At the party, Rachel and Sam sneak upstairs to her old bedroom to say goodbye, and there they kiss and make out. Kurt and Blaine sing their duet which leads to them kissing outside. Beiste meets up with Unique and they discuss their mutual problems as Unique assures Beiste that he is not alone. Clint returns to Vocal Adrenaline, having been reinstated by the principal, but Will accepts the change and volunteers to take Vocal Adrenaline to McKinley High to pull another prank. Blaine tells his boyfriend Dave Karofsky (Max Adler) about the kiss and they break up on good terms, as Dave realizes that Kurt and Blaine are still in love with each other. Blaine runs to tell Kurt but sees him with Kurt's new friend Walter (Harry Hamlin) so he does not tell Kurt anything. Will and Vocal Adrenaline sneak into McKinley High's auditorium for their prank, but it is revealed to be an intervention of Unique and a choir of transgender individuals, as Beiste is welcomed into the choir where he finds acceptance. Will quits Vocal Adrenaline and accepts a volunteer position to help with New Directions.

==Production==
Returning recurring characters that appear in the episode include Jayma Mays as Emma Pillsbury, Becca Tobin as Kitty Wilde, Alex Newell as Wade "Unique" Adams, Max Adler as Dave Karofsky, Max George as Clint, Harry Hamlin as Walter, Marshall Williams as Spencer Porter, Samantha Marie Ware as Jane Hayward, Noah Guthrie as Roderick, Billy Lewis Jr. as Mason McCarthy, and Laura Dreyfuss as Madison McCarthy. Gary Grubbs guest stars as Jimbo Wilson, an exuberant booster of Vocal Adrenaline.

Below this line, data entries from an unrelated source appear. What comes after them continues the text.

impl<F: FileOperationProvider> VaultStore<F> {
    /// Open an existing vault.
    ///
    /// # Returns
    /// * `Err(StoreError::NotFound)` - If there is no archive at `path`
    /// * `Err(StoreError::InvalidCredentials)` - If the key does not decrypt it
    /// * `Err(StoreError::Corrupted)` - If its contents do not form a valid vault
    pub fn open(provider: F, path: &str, key: CompositeKey) -> StoreResult<Self> {
        let data = provider.read_archive(path).map_err(|e| match e {
            FileError::NotFound { .. } => StoreError::NotFound {
                path: path.to_string(),
            },
            other => StoreError::File(other),
        })?;

        let files = provider
            .extract_archive(&data, key.archive_password())
            .map_err(|e| match e {
                FileError::InvalidPassword => StoreError::InvalidCredentials {
                    path: path.to_string(),
                },
                FileError::CorruptedArchive { message } => StoreError::Corrupted { message },
                other => StoreError::File(other),
            })?;

        let store = Self::from_file_map(provider, path, key, files)?;

        info!(
            "Opened vault {} ({} groups, {} entries)",
            path,
            store.groups.len(),
            store.entries.len()
        );
        Ok(store)
    }

    /// Create an empty vault holding only a root group.
    ///
    /// Nothing is written until [`save`](Self::save).
    pub fn create_new(provider: F, path: &str, key: CompositeKey) -> Self {
        let now = Utc::now().timestamp();
        let root = VaultGroup {
            id: GroupId::generate(),
            parent: None,
            name: ROOT_GROUP_NAME.to_string(),
            created_at: now,
        };

        debug!("Creating new vault at {}", path);
        Self {
            provider,
            path: path.to_string(),
            key,
            metadata: VaultMetadata::new(root.id.clone()),
            groups: vec![root],
            entries: Vec::new(),
            binaries: HashMap::new(),
            modified: true,
        }
    }

    /// Open the vault at `path`, or create a new one when none exists.
    ///
    /// The flag is `true` when a new vault was created.
    pub fn open_or_create(
        provider: F,
        path: &str,
        key: CompositeKey,
    ) -> StoreResult<(Self, bool)> {
        match provider.read_archive(path) {
            Err(FileError::NotFound { .. }) => {
                info!("No vault at {}, creating a new one", path);
                Ok((Self::create_new(provider, path, key), true))
            }
            _ => Ok((Self::open(provider, path, key)?, false)),
        }
    }

    /// Encrypt and write the vault to its path
    pub fn save(&mut self) -> StoreResult<()> {
        self.metadata.last_modified = Utc::now().timestamp();
        self.metadata.group_count = self.groups.len();
        self.metadata.entry_count = self.entries.len();
        self.metadata.binary_count = self.binaries.len();

        let files = self.to_file_map()?;
        let archive = self
            .provider
            .create_archive(files, self.key.archive_password())?;
        self.provider.write_archive(&self.path, &archive)?;

        self.modified = false;
        info!(
            "Saved vault {} ({} groups, {} entries, {} attachments)",
            self.path,
            self.groups.len(),
            self.entries.len(),
            self.binaries.len()
        );
        Ok(())
    }

    pub fn path(&self) -> &str {
        &self.path
    }

    pub fn metadata(&self) -> &VaultMetadata {
        &self.metadata
    }

    pub fn is_modified(&self) -> bool {
        self.modified
    }

    pub fn root_group(&self) -> &GroupId {
        &self.metadata.root_group
    }

    /// Add a group under `parent`. Sibling groups may share a name.
    pub fn add_group(&mut self, parent: &GroupId, name: &str) -> StoreResult<GroupId> {
        self.require_group(parent)?;

        let group = VaultGroup {
            id: GroupId::generate(),
            parent: Some(parent.clone()),
            name: name.to_string(),
            created_at: Utc::now().timestamp(),
        };
        let id = group.id.clone();
        self.groups.push(group);
        self.modified = true;

        debug!("Added group '{}' ({})", name, id);
        Ok(id)
    }

    /// Add an entry to `group`.
    ///
    /// Fails with [`StoreError::DuplicateTitle`] if the group already holds
    /// an entry with the same title.
    pub fn add_entry(
        &mut self,
        group: &GroupId,
        title: &str,
        username: &str,
        password: &str,
        notes: Option<&str>,
    ) -> StoreResult<EntryId> {
        self.require_group(group)?;

        if self
            .entries
            .iter()
            .any(|e| &e.group == group && e.title == title)
        {
            return Err(StoreError::DuplicateTitle {
                group: group.to_string(),
                title: title.to_string(),
            });
        }

        let now = Utc::now().timestamp();
        let entry = VaultEntry {
            id: EntryId::generate(),
            group: group.clone(),
            title: title.to_string(),
            username: username.to_string(),
            password: password.to_string(),
            notes: notes.map(str::to_string),
            url: None,
            properties: Vec::new(),
            attachments: Vec::new(),
            created_at: now,
            updated_at: now,
        };
        let id = entry.id.clone();
        self.entries.push(entry);
        self.modified = true;

        Ok(id)
    }

    /// Set a named property, replacing any existing one of the same name
    pub fn set_custom_property(
        &mut self,
        entry: &EntryId,
        name: &str,
        value: &str,
        protected: bool,
    ) -> StoreResult<()> {
        let record = self.entry_mut(entry)?;
        let property = StoredProperty {
            name: name.to_string(),
            value: value.to_string(),
            protected,
        };

        match record.properties.iter_mut().find(|p| p.name == name) {
            Some(existing) => *existing = property,
            None => record.properties.push(property),
        }
        Ok(())
    }

    pub fn set_url(&mut self, entry: &EntryId, url: &str) -> StoreResult<()> {
        self.entry_mut(entry)?.url = Some(url.to_string());
        Ok(())
    }

    /// Store an attachment payload. Identical payloads share one binary.
    pub fn add_binary(&mut self, data: Vec<u8>) -> BinaryId {
        let id = BinaryId::from(format!("{:x}", Sha256::digest(&data)));
        if !self.binaries.contains_key(&id) {
            self.binaries.insert(id.clone(), data);
            self.modified = true;
        }
        id
    }

    /// Attach a stored binary to an entry under `file_name`
    pub fn add_attachment(
        &mut self,
        entry: &EntryId,
        binary: &BinaryId,
        file_name: &str,
    ) -> StoreResult<()> {
        if !self.binaries.contains_key(binary) {
            return Err(StoreError::BinaryNotFound {
                id: binary.to_string(),
            });
        }

        self.entry_mut(entry)?.attachments.push(StoredAttachment {
            binary: binary.clone(),
            file_name: file_name.to_string(),
        });
        Ok(())
    }

    /// Remove an entry, dropping binaries no other entry references
    pub fn remove_entry(&mut self, entry: &EntryId) -> StoreResult<VaultEntry> {
        let position = self
            .entries
            .iter()
            .position(|e| &e.id == entry)
            .ok_or_else(|| StoreError::EntryNotFound {
                id: entry.to_string(),
            })?;
        let removed = self.entries.remove(position);

        for attachment in &removed.attachments {
            let still_used = self
                .entries
                .iter()
                .flat_map(|e| e.attachments.iter())
                .any(|a| a.binary == attachment.binary);
            if !still_used {
                self.binaries.remove(&attachment.binary);
            }
        }

        self.modified = true;
        debug!("Removed entry '{}' ({})", removed.title, removed.id);
        Ok(removed)
    }

    /// All groups, root first, in creation order
    pub fn groups(&self) -> &[VaultGroup] {
        &self.groups
    }

    pub fn group(&self, id: &GroupId) -> Option<&VaultGroup> {
        self.groups.iter().find(|g| &g.id == id)
    }

    /// Direct child groups of `id`, in creation order
    pub fn children(&self, id: &GroupId) -> Vec<&VaultGroup> {
        self.groups
            .iter()
            .filter(|g| g.parent.as_ref() == Some(id))
            .collect()
    }

    pub fn entries(&self) -> &[VaultEntry] {
        &self.entries
    }

    pub fn entry(&self, id: &EntryId) -> Option<&VaultEntry> {
        self.entries.iter().find(|e| &e.id == id)
    }

    pub fn entries_in(&self, group: &GroupId) -> Vec<&VaultEntry> {
        self.entries.iter().filter(|e| &e.group == group).collect()
    }

    pub fn binary(&self, id: &BinaryId) -> Option<&[u8]> {
        self.binaries.get(id).map(Vec::as_slice)
    }

    /// Group names from below the root down to `id`
    pub fn group_path(&self, id: &GroupId) -> Vec<&str> {
        let mut path = Vec::new();
        let mut cursor = self.group(id);
        while let Some(group) = cursor {
            if group.parent.is_none() {
                break;
            }
            path.push(group.name.as_str());
            cursor = group.parent.as_ref().and_then(|p| self.group(p));
        }
        path.reverse();
        path
    }

    fn require_group(&self, id: &GroupId) -> StoreResult<()> {
        match self.group(id) {
            Some(_) => Ok(()),
            None => Err(StoreError::GroupNotFound { id: id.to_string() }),
        }
    }

    fn entry_mut(&mut self, id: &EntryId) -> StoreResult<&mut VaultEntry> {
        self.modified = true;
        let entry = self
            .entries
            .iter_mut()
            .find(|e| &e.id == id)
            .ok_or_else(|| StoreError::EntryNotFound { id: id.to_string() })?;
        entry.updated_at = Utc::now().timestamp();
        Ok(entry)
    }

    fn to_file_map(&self) -> StoreResult<FileMap> {
        let mut files = FileMap::new();
        files.insert(
            METADATA_FILE.to_string(),
            serialize_record("metadata", &self.metadata)?,
        );
        files.insert(
            GROUPS_FILE.to_string(),
            serialize_record("groups", &self.groups)?,
        );
        for entry in &self.entries {
            files.insert(
                entry_record_path(&entry.id),
                serialize_record("entry", entry)?,
            );
        }
        for (id, data) in &self.binaries {
            files.insert(attachment_path(id), data.clone());
        }
        Ok(files)
    }

    fn from_file_map(
        provider: F,
        path: &str,
        key: CompositeKey,
        mut files: FileMap,
    ) -> StoreResult<Self> {
        let metadata: VaultMetadata = deserialize_record(
            "metadata",
            &files.remove(METADATA_FILE).ok_or_else(|| corrupted("metadata.yml is missing"))?,
        )
        .map_err(as_corruption)?;

        if metadata.format != CURRENT_FORMAT {
            return Err(corrupted(format!("unsupported vault format '{}'", metadata.format)));
        }

        let groups: Vec<VaultGroup> = deserialize_record(
            "groups",
            &files.remove(GROUPS_FILE).ok_or_else(|| corrupted("groups.yml is missing"))?,
        )
        .map_err(as_corruption)?;

        let mut entries = Vec::new();
        let mut binaries = HashMap::new();
        for (file_path, data) in files {
            match file_path.split('/').collect::<Vec<_>>().as_slice() {
                [ENTRIES_DIR, _, ENTRY_RECORD_FILE] => {
                    let entry: VaultEntry =
                        deserialize_record("entry", &data).map_err(as_corruption)?;
                    entries.push(entry);
                }
                [ATTACHMENTS_DIR, file_name] => {
                    let id = file_name
                        .strip_suffix(ATTACHMENT_EXTENSION)
                        .and_then(|s| s.strip_suffix('.'))
                        .ok_or_else(|| corrupted(format!("unexpected attachment file {file_path}")))?;
                    binaries.insert(BinaryId::from(id), data);
                }
                _ => debug!("Ignoring unknown archive member {}", file_path),
            }
        }
        // Record files carry no order of their own
        entries.sort_by(|a: &VaultEntry, b: &VaultEntry| {
            (a.created_at, &a.id).cmp(&(b.created_at, &b.id))
        });

        let store = Self {
            provider,
            path: path.to_string(),
            key,
            metadata,
            groups,
            entries,
            binaries,
            modified: false,
        };
        store.validate()?;
        Ok(store)
    }

    /// Check the loaded structure against itself and the metadata counts
    fn validate(&self) -> StoreResult<()> {
        let root = self
            .group(&self.metadata.root_group)
            .ok_or_else(|| corrupted("root group is missing"))?;
        if root.parent.is_some() {
            return Err(corrupted("root group has a parent"));
        }

        for group in &self.groups {
            if let Some(parent) = &group.parent {
                if self.group(parent).is_none() {
                    return Err(corrupted(format!(
                        "group {} refers to missing parent {}",
                        group.id, parent
                    )));
                }
            } else if group.id != self.metadata.root_group {
                return Err(corrupted(format!("group {} has no parent", group.id)));
            }
        }

        for entry in &self.entries {
            if self.group(&entry.group).is_none() {
                return Err(corrupted(format!(
                    "entry {} refers to missing group {}",
                    entry.id, entry.group
                )));
            }
            if let Some(missing) = entry
                .attachments
                .iter()
                .find(|a| !self.binaries.contains_key(&a.binary))
            {
                return Err(corrupted(format!(
                    "entry {} refers to missing attachment {}",
                    entry.id, missing.binary
                )));
            }
        }

        let counts = (self.groups.len(), self.entries.len(), self.binaries.len());
        let expected = (
            self.metadata.group_count,
            self.metadata.entry_count,
            self.metadata.binary_count,
        );
        if counts != expected {
            return Err(corrupted(format!(
                "metadata expects {expected:?} groups/entries/binaries, archive holds {counts:?}"
            )));
        }

        Ok(())
    }
}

The episode features six musical cover versions. "You Give Love a Bad Name" by Bon Jovi is sung by George and Vocal Adrenaline. "Same Love" by Macklemore & Ryan Lewis featuring Mary Lambert is sung by Morrison and Newell. "All About That Bass" by Meghan Trainor is sung by Riley and Guthrie. "Somebody Loves You" by Betty Who is sung by Colfer and Criss. "Time After Time" by Cyndi Lauper is sung by Michele and Overstreet. "I Know Where I've Been" from the musical Hairspray is sung by Newell with Jones and a transgender choir.

Accompanying the music from this episode, the EP Glee: The Music, Transitioning was released on February 13, 2015.

==Reception==

===Ratings===

The episode was watched by 1.81 million viewers and received a 0.6 rating/2 share in the adult 18-49 demographic.

===Critical response===
Lauren Hoffman from Vulture thought the episode "succeeds because it's simple and small." Christopher Rogers from Hollywood Life believed "The theme of this week’s episode was pretty spot-on with its title." The A.V. Clubs Brandon Nowalk stated the episode "isn't anywhere near as insulting as I expected, which is almost the same thing as being good." Miranda Wicker from TV Fanatic stated in her review that the episode "focused on something which has always been at the heart and soul of this show: Accepting people. No matter what. Glee has been about people finding their tribe."